According to the Institute for Educational Advancement (IEA), there is a quantifiable physiological response to failure, the mirror image of what happens in our bodies and minds when we find success. But failure also helps us learn, according to Reader's Digest Canada. Understanding what our minds and bodies go through when we fail helps improve the odds on a second effort. If you've found yourself overwhelmed by consistent setbacks, science shows us there are a few simple steps you can take to retrain your brain, pick yourself up, and start again. 

The winner effect

To understand what failure does to our body, it's helpful to first know what happens to us when we succeed. According to Forbes, science has a term for it: The winner effect, taken from the 2012 Ian Robertson book, "The Winner Effect: How Power Affects Your Brain." As Forbes writes, when we succeed at something — really anything — we set out to accomplish, our brains and bodies are flooded with dopamine, serotonin, and endorphins. All things that give us that euphoric feeling, leading us to want to get back out there and try that thing we're good at again. Because winning makes us feel good, we stick to it, and inevitably, we get better. 

As Psychology Today notes, sufficient amounts of glucose in our diet affects cognitive function, eating better, thinking better, and succeeding. When viewed from an evolutionary perspective, that all makes sense. We seek out and repeat tasks we're good at, and over time we get better at them. In doing so, neural pathways are formed and deepened in our brains, helping us feel more confident and assured. It's how we grow and learn, and it's also a natural failsafe mechanism to encourage us to do all the stuff we need to get done to survive. But what happens, though, when things don't go as planned? Like success, when we fail, our brains are bombarded with a chemical cocktail, just this time, a different mixture, per the IEA.

Losing doesn't feel good for a reason

Instead of feel-good chemicals, when we fail, our brains are flooded with cortisol, the stress hormone. Cortisol triggers the fight-or-flight response and regulates feelings like disappointment and shame, all common enough emotions after we experience failure, as Heartmanity notes.

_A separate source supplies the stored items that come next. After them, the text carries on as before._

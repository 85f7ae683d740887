//! Tracing subscriber bootstrap.
//!
//! [`init_subscriber`] is called once by the binary. Library crates only emit
//! through `tracing` macros and never install a subscriber themselves.

use std::fmt;
use std::str::FromStr;

use serde::{Deserialize, Serialize};
use tracing_subscriber::EnvFilter;

/// Minimum level accepted by the configuration layer.
#[derive(Clone, Copy, Debug, Default, PartialEq, Eq, PartialOrd, Ord, Serialize, Deserialize)]
#[serde(rename_all = "lowercase")]
pub enum LogLevel {
    /// Everything.
    Trace,
    /// Diagnostic detail.
    Debug,
    /// Lifecycle events.
    #[default]
    Info,
    /// Recoverable problems.
    Warn,
    /// Failures.
    Error,
}

impl LogLevel {
    /// Directive string understood by [`EnvFilter`].
    pub fn as_str(self) -> &'static str {
        match self {
            Self::Trace => "trace",
            Self::Debug => "debug",
            Self::Info => "info",
            Self::Warn => "warn",
            Self::Error => "error",
        }
    }
}

impl fmt::Display for LogLevel {
    fn fmt(&self, f: &mut fmt::Formatter<'_>) -> fmt::Result {
        f.write_str(self.as_str())
    }
}

/// Returned when a string is not a known level name.
#[derive(Debug, thiserror::Error)]
#[error("unknown log level: {0}")]
pub struct ParseLogLevelError(String);

impl FromStr for LogLevel {
    type Err = ParseLogLevelError;

    fn from_str(s: &str) -> Result<Self, Self::Err> {
        match s.trim().to_ascii_lowercase().as_str() {
            "trace" => Ok(Self::Trace),
            "debug" => Ok(Self::Debug),
            "info" => Ok(Self::Info),
            "warn" | "warning" => Ok(Self::Warn),
            "error" => Ok(Self::Error),
            _ => Err(ParseLogLevelError(s.to_owned())),
        }
    }
}

/// Initialize the global tracing subscriber on stderr.
///
/// `RUST_LOG` takes precedence over `level` when set. With `json` the output
/// is one JSON object per line, otherwise the compact human format.
/// Subsequent calls are no-ops.
pub fn init_subscriber(level: LogLevel, json: bool) {
    let filter = EnvFilter::try_from_default_env().unwrap_or_else(|_| EnvFilter::new(level.as_str()));

    let builder = tracing_subscriber::fmt()
        .with_env_filter(filter)
        .with_target(true)
        .with_writer(std::io::stderr);

    // try_init fails if a global default is already set
    if json {
        let _ = builder.json().try_init();
    } else {
        let _ = builder.compact().try_init();
    }
}

// ─────────────────────────────────────────────────────────────────────────────
// Tests
// ─────────────────────────────────────────────────────────────────────────────

#[cfg(test)]
mod tests {
    use super::*;

    #[test]
    fn parse_levels() {
        assert_eq!("debug".parse::<LogLevel>().unwrap(), LogLevel::Debug);
        assert_eq!("WARNING".parse::<LogLevel>().unwrap(), LogLevel::Warn);
        assert_eq!(" error ".parse::<LogLevel>().unwrap(), LogLevel::Error);
        assert!("loud".parse::<LogLevel>().is_err());
    }

    #[test]
    fn level_serde_is_lowercase() {
        let json = serde_json::to_string(&LogLevel::Warn).unwrap();
        assert_eq!(json, "\"warn\"");
    }

    #[test]
    fn init_subscriber_does_not_panic() {
        init_subscriber(LogLevel::Warn, false);
        init_subscriber(LogLevel::Debug, true);
    }
}
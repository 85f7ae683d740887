//! Metric names recorded by the transport.
//!
//! Only the `metrics` facade is used; installing an exporter is left to the
//! embedding process.

/// Client connections accepted (counter).
pub const WS_CONNECTIONS_TOTAL: &str = "ws_connections_total";
/// Client disconnections (counter, labels: reason).
pub const WS_DISCONNECTIONS_TOTAL: &str = "ws_disconnections_total";
/// Open client connections (gauge).
pub const WS_CONNECTIONS_ACTIVE: &str = "ws_connections_active";
/// Upgrades refused at the connection limit (counter).
pub const WS_CONNECTIONS_REJECTED_TOTAL: &str = "ws_connections_rejected_total";
/// Client connection lifetime (histogram).
pub const WS_CONNECTION_DURATION_SECONDS: &str = "ws_connection_duration_seconds";
/// Incoming frames that were not valid JSON (counter).
pub const WS_MALFORMED_FRAMES_TOTAL: &str = "ws_malformed_frames_total";
/// Outbound frames dropped on a full or closed queue (counter).
pub const WS_SEND_DROPS_TOTAL: &str = "ws_send_drops_total";
/// Game-process sessions started (counter).
pub const GAME_SESSIONS_TOTAL: &str = "game_sessions_total";
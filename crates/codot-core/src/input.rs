//! Synthesized input events.
//!
//! The same event value is either forwarded to the running game process or
//! applied to the editor's own input queue; the two queues are independent.

use serde::{Deserialize, Serialize};

/// A keyboard key press or release.
#[derive(Clone, Debug, PartialEq, Serialize, Deserialize)]
#[serde(default)]
pub struct KeyInput {
    /// Key name (`W`, `SPACE`, `ENTER`, `F1`, ...).
    pub key: String,
    /// `true` for press, `false` for release.
    pub pressed: bool,
    /// Held-key repeat.
    pub echo: bool,
    /// Shift modifier.
    pub shift: bool,
    /// Ctrl modifier.
    pub ctrl: bool,
    /// Alt modifier.
    pub alt: bool,
    /// Meta/Cmd/Win modifier.
    pub meta: bool,
}

impl Default for KeyInput {
    fn default() -> Self {
        Self {
            key: String::new(),
            pressed: true,
            echo: false,
            shift: false,
            ctrl: false,
            alt: false,
            meta: false,
        }
    }
}

/// A mouse button press or release.
#[derive(Clone, Debug, PartialEq, Serialize, Deserialize)]
#[serde(default)]
pub struct MouseButtonInput {
    /// 1 = left, 2 = right, 3 = middle, 4 = wheel up, 5 = wheel down.
    pub button: u8,
    /// `true` for press, `false` for release.
    pub pressed: bool,
    /// X position in pixels.
    pub x: f64,
    /// Y position in pixels.
    pub y: f64,
    /// Double-click flag.
    pub double_click: bool,
}

impl Default for MouseButtonInput {
    fn default() -> Self {
        Self {
            button: 1,
            pressed: true,
            x: 0.0,
            y: 0.0,
            double_click: false,
        }
    }
}

/// Mouse movement.
#[derive(Clone, Debug, Default, PartialEq, Serialize, Deserialize)]
#[serde(default)]
pub struct MouseMotionInput {
    /// Absolute X position.
    pub x: f64,
    /// Absolute Y position.
    pub y: f64,
    /// Relative X movement.
    pub relative_x: f64,
    /// Relative Y movement.
    pub relative_y: f64,
    /// Bitmask of held buttons.
    pub button_mask: u32,
}

/// A named input-map action.
#[derive(Clone, Debug, PartialEq, Serialize, Deserialize)]
#[serde(default)]
pub struct ActionInput {
    /// Action name (`ui_accept`, `jump`, ...).
    pub action: String,
    /// `true` for pressed, `false` for released.
    pub pressed: bool,
    /// Analog strength in `0.0..=1.0`.
    pub strength: f64,
}

impl Default for ActionInput {
    fn default() -> Self {
        Self {
            action: String::new(),
            pressed: true,
            strength: 1.0,
        }
    }
}

/// Any synthesized input event.
#[derive(Clone, Debug, PartialEq, Serialize, Deserialize)]
#[serde(tag = "type", rename_all = "snake_case")]
pub enum InputEvent {
    /// Keyboard.
    Key(KeyInput),
    /// Mouse button.
    MouseButton(MouseButtonInput),
    /// Mouse motion.
    MouseMotion(MouseMotionInput),
    /// Input-map action.
    Action(ActionInput),
}

impl InputEvent {
    /// Short wire name of the event kind.
    pub fn kind(&self) -> &'static str {
        match self {
            Self::Key(_) => "key",
            Self::MouseButton(_) => "mouse_button",
            Self::MouseMotion(_) => "mouse_motion",
            Self::Action(_) => "action",
        }
    }
}
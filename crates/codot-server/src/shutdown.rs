//! Server stop sequencing around the context's shutdown token.
//!
//! The coordinator does not own a token of its own: it wraps the one in
//! [`RpcContext`](codot_rpc::RpcContext), so cancelling it also ends client
//! sessions, `/game` sessions and suspended command waits (`run_and_capture`,
//! `wait_for_output`).

use std::time::Duration;

use tokio::task::JoinHandle;
use tokio_util::sync::CancellationToken;
use tracing::{info, warn};

/// Cancels the shared token and drains server tasks.
pub struct ShutdownCoordinator {
    token: CancellationToken,
}

impl ShutdownCoordinator {
    /// Wrap the token shared with the handler context.
    pub fn with_token(token: CancellationToken) -> Self {
        Self { token }
    }

    /// Get a clone of the shared token.
    pub fn token(&self) -> CancellationToken {
        self.token.clone()
    }

    /// Cancel the shared token. Idempotent.
    pub fn shutdown(&self) {
        self.token.cancel();
    }

    /// Whether the shared token has been cancelled.
    pub fn is_shutting_down(&self) -> bool {
        self.token.is_cancelled()
    }

    /// Cancel, then give `handles` up to `timeout` to finish. Tasks still
    /// running afterwards are left detached.
    pub async fn graceful_shutdown(&self, handles: Vec<JoinHandle<()>>, timeout: Duration) {
        self.shutdown();
        info!(tasks = handles.len(), timeout_ms = timeout.as_millis(), "draining server tasks");
        if tokio::time::timeout(timeout, futures::future::join_all(handles)).await.is_err() {
            warn!("server tasks still running after {timeout:?}");
        }
    }
}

When we're in a high-stress state, our lower brain takes over the driver's seat from our upper cognitive function. As a result, we become more emotional and reactive, usually involuntarily. Though some people might be motivated by those feelings, we tend to dwell on real or perceived failures, recreating the chemical reaction in our minds and bodies, deepening those neural pathways, as IEA writes.

To overcome failure, it's best to reframe those feelings in our brains. Set small goals, earn your dopamine reward, and slowly that physiological response will fade. According to Heartmanity, everyone experiences failure from the time to time, and it's important not to suppress your feelings but try and learn from them rather than dwell on what went wrong. Speaking with IEA, neurologist Dr. Judy Willis said, "[Y]our goal is to rewire your brain's expectations that your efforts will yield progress, even through increasing challenge, you need to really want the goal. This is not the time to challenge yourself with something you feel you should do but won't really look forward to doing." Instead, Willis said, "Select a goal that you would enjoy en route and at the finish."